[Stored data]

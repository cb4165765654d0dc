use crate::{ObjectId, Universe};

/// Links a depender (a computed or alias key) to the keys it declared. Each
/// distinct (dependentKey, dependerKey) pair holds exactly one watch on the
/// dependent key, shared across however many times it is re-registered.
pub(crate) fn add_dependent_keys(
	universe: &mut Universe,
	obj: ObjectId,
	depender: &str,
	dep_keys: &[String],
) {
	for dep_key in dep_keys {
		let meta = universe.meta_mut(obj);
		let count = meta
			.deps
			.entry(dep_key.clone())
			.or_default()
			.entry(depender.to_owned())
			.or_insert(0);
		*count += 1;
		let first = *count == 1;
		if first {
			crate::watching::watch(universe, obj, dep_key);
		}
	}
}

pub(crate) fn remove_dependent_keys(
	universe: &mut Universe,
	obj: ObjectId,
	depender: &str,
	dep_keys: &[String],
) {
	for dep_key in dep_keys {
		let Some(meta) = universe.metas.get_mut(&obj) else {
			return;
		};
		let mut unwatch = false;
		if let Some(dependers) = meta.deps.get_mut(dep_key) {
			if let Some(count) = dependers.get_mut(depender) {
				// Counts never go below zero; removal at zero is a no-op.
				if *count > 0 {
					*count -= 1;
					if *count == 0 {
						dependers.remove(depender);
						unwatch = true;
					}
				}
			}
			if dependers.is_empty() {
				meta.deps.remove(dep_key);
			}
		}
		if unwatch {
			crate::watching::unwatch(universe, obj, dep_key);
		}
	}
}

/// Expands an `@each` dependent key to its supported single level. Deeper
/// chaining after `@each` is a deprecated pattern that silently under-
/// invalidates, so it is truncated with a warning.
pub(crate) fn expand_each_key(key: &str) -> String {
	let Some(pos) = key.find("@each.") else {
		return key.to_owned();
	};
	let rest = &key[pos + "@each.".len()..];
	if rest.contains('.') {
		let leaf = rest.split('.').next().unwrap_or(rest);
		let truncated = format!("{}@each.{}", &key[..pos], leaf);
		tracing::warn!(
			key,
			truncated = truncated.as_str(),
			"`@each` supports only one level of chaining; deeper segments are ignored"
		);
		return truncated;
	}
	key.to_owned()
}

### PROBLEM TO WORK ON
The answer must be the line containing "if let Some(dependers)" and every line after it to the end of the data, exactly as written.

### SOLUTION BELOW
		if let Some(dependers) = meta.deps.get_mut(dep_key) {
			if let Some(count) = dependers.get_mut(depender) {
				// Counts never go below zero; removal at zero is a no-op.
				if *count > 0 {
					*count -= 1;
					if *count == 0 {
						dependers.remove(depender);
						unwatch = true;
					}
				}
			}
			if dependers.is_empty() {
				meta.deps.remove(dep_key);
			}
		}
		if unwatch {
			crate::watching::unwatch(universe, obj, dep_key);
		}
	}
}

/// Expands an `@each` dependent key to its supported single level. Deeper
/// chaining after `@each` is a deprecated pattern that silently under-
/// invalidates, so it is truncated with a warning.
pub(crate) fn expand_each_key(key: &str) -> String {
	let Some(pos) = key.find("@each.") else {
		return key.to_owned();
	};
	let rest = &key[pos + "@each.".len()..];
	if rest.contains('.') {
		let leaf = rest.split('.').next().unwrap_or(rest);
		let truncated = format!("{}@each.{}", &key[..pos], leaf);
		tracing::warn!(
			key,
			truncated = truncated.as_str(),
			"`@each` supports only one level of chaining; deeper segments are ignored"
		);
		return truncated;
	}
	key.to_owned()
}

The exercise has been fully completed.